Le RN de Marine Le Pen est-il mort pour autant ? Pas sûr… D’abord, l’appel peut intervenir rapidement, d’ici quelques mois si la justice accélérerait la procédure en raison de l’importance de l’enjeu, une hypothèse crédible que le gouvernement pourrait réclamer au parquet général pour éteindre le feu des critiques. Les compteurs de la condamnation seraient alors remis à zéro, pour l’inéligibilité et pour l’exécution provisoire. Le jugement en appel pourrait intervenir dès l’automne, ce qui aurait le double avantage de légitimer la condamnation en première instance si elle devait être confirmée ; ou de l’invalider et de redonner de l’air à Marine Le Pen pour la présidentielle de 2027, si elle était infirmée.
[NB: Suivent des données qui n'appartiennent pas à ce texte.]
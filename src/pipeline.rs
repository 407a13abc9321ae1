//! Pipeline orchestration
//!
//! This module provides the public API for Phenomind Analytics.
//! It wires trend analysis, driver weighting and recommendation generation
//! together for one patient, and population aggregation for a cohort.

use crate::config::AnalyticsConfig;
use crate::drivers::DriverWeighter;
use crate::encoder::AnalyticsEncoder;
use crate::error::AnalyticsError;
use crate::population::PopulationAggregator;
use crate::recommendation::RecommendationEngine;
use crate::trend::TrendAnalyzer;
use crate::types::{
    AnalyticsRequest, PatientAnalytics, PatientContext, PopulationMember, PopulationReport,
    TrendPoint, TrendSet,
};

/// Compute patient analytics from a JSON request.
///
/// # Arguments
/// * `request_json` - `{ "patient": {...}, "series": [...] }`
///
/// # Returns
/// Compact JSON analytics report
///
/// # Example
/// ```ignore
/// let report = patient_analytics(request_json)?;
/// ```
pub fn patient_analytics(request_json: String) -> Result<String, AnalyticsError> {
    AnalyticsProcessor::new().process_patient(&request_json)
}

/// Compute population analytics from a JSON array of patient records.
///
/// # Arguments
/// * `members_json` - `[ { "riskScore": ..., "disorderFull": ... } ]`
///
/// # Returns
/// Compact JSON population report
pub fn population_analytics(members_json: String) -> Result<String, AnalyticsError> {
    AnalyticsProcessor::new().process_population(&members_json)
}

/// Reusable processor holding one validated configuration.
///
/// All components are immutable after construction, so a processor can be
/// shared across threads by reference.
pub struct AnalyticsProcessor {
    config: AnalyticsConfig,
    analyzer: TrendAnalyzer,
    weighter: DriverWeighter,
    engine: RecommendationEngine,
    aggregator: PopulationAggregator,
    encoder: AnalyticsEncoder,
}

impl Default for AnalyticsProcessor {
    fn default() -> Self {
        Self::new()
    }
}

impl AnalyticsProcessor {
    /// Create a processor with default thresholds
    pub fn new() -> Self {
        Self::build(AnalyticsConfig::default())
    }

    /// Create a processor with custom thresholds
    pub fn with_config(config: AnalyticsConfig) -> Result<Self, AnalyticsError> {
        config.validate()?;
        Ok(Self::build(config))
    }

    /// Create a processor from a (possibly partial) JSON configuration
    pub fn from_config_json(json: &str) -> Result<Self, AnalyticsError> {
        AnalyticsConfig::from_json(json).map(Self::build)
    }

    fn build(config: AnalyticsConfig) -> Self {
        Self {
            analyzer: TrendAnalyzer::new(config.trend),
            weighter: DriverWeighter::new(config.drivers),
            engine: RecommendationEngine::new(config.engine),
            aggregator: PopulationAggregator::new(config.engine.risk),
            encoder: AnalyticsEncoder::new(),
            config,
        }
    }

    pub fn config(&self) -> &AnalyticsConfig {
        &self.config
    }

    pub fn encoder(&self) -> &AnalyticsEncoder {
        &self.encoder
    }

    /// Compute unrounded analytics for one patient
    pub fn analyze(&self, patient: &PatientContext, series: &[TrendPoint]) -> PatientAnalytics {
        let ctx = self.engine.context(patient);
        let span = tracing::debug_span!(
            "patient_analytics",
            points = series.len(),
            category = ctx.category().as_str()
        );
        let _guard = span.enter();

        if series.is_empty() {
            tracing::debug!("empty series, skipping analysis");
            return PatientAnalytics {
                risk_score: patient.risk_score,
                averages: None,
                trends: TrendSet::default(),
                recommendations: Vec::new(),
                biomarker_drivers: Vec::new(),
            };
        }

        let analysis = self.analyzer.analyze(series);
        let drivers = self.weighter.weigh(&analysis.trends);
        let recommendations = self
            .engine
            .generate_for(&ctx, &analysis.averages, &analysis.trends);

        tracing::debug!(
            trends = !analysis.trends.is_empty(),
            drivers = drivers.len(),
            recommendations = recommendations.len(),
            "patient analytics computed"
        );

        PatientAnalytics {
            risk_score: patient.risk_score,
            averages: Some(analysis.averages),
            trends: analysis.trends,
            recommendations,
            biomarker_drivers: drivers,
        }
    }

    /// Compute analytics for a parsed request
    pub fn analyze_request(
        &self,
        request: &AnalyticsRequest,
    ) -> Result<PatientAnalytics, AnalyticsError> {
        validate_patient(&request.patient)?;
        Ok(self.analyze(&request.patient, &request.series))
    }

    /// Parse a JSON request and return the compact JSON report
    pub fn process_patient(&self, request_json: &str) -> Result<String, AnalyticsError> {
        let analytics = self.parse_and_analyze(request_json)?;
        self.encoder.encode_to_json(&analytics)
    }

    /// Parse a JSON request and return the report in a provenance envelope
    pub fn process_patient_with_provenance(
        &self,
        request_json: &str,
        pretty: bool,
    ) -> Result<String, AnalyticsError> {
        let analytics = self.parse_and_analyze(request_json)?;
        let envelope = self.encoder.encode_with_provenance(&analytics);
        crate::encoder::to_json(&envelope, pretty)
    }

    fn parse_and_analyze(&self, request_json: &str) -> Result<PatientAnalytics, AnalyticsError> {
        let request: AnalyticsRequest = serde_json::from_str(request_json)?;
        self.analyze_request(&request)
    }

    /// Aggregate cohort statistics
    pub fn population(&self, members: &[PopulationMember]) -> PopulationReport {
        self.aggregator.report(members)
    }

    /// Validate patient records, then aggregate them
    pub fn population_request(
        &self,
        members: &[PopulationMember],
    ) -> Result<PopulationReport, AnalyticsError> {
        for member in members {
            validate_risk_score(member.risk_score)?;
        }
        Ok(self.population(members))
    }

    /// Parse a JSON array of patient records and return the compact JSON report
    pub fn process_population(&self, members_json: &str) -> Result<String, AnalyticsError> {
        let members: Vec<PopulationMember> = serde_json::from_str(members_json)?;
        let report = self.population_request(&members)?;
        self.encoder.encode_population(&report, false)
    }
}

fn validate_patient(patient: &PatientContext) -> Result<(), AnalyticsError> {
    validate_risk_score(patient.risk_score)
}

fn validate_risk_score(score: Option<f64>) -> Result<(), AnalyticsError> {
    match score {
        Some(s) if !(0.0..=100.0).contains(&s) => Err(AnalyticsError::InvalidInput(format!(
            "riskScore must be within 0-100, got {s}"
        ))),
        _ => Ok(()),
    }
}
Cette accélération éviterait aussi le risque d’une victimisation de Marie Le Pen. On entend déjà les responsables du Rassemblement National crier au déni de droit et au scandale républicain sur le thème : ce sont aux électeurs de choisir et pas à la justice de décider qui sera ou non en lice pour la présidence de la République. Les trumpistes ont usé de cet argument pour porter au pouvoir leur candidat : plus les juges condamnaient Donald Trump et plus il grimpait dans les sondages. Certes, les États-Unis ne sont pas la France, mais les frasques judiciaires d’un Bernard Tapie ne l’ont pas empêché de se faire aimer des Français, ni celles d’un Patrick Balkany de séduire les levalloisiens, même si Marine Le Pen condamnée à cinq ans de prison se présenterait sérieusement plombée devant les électeurs en 2027.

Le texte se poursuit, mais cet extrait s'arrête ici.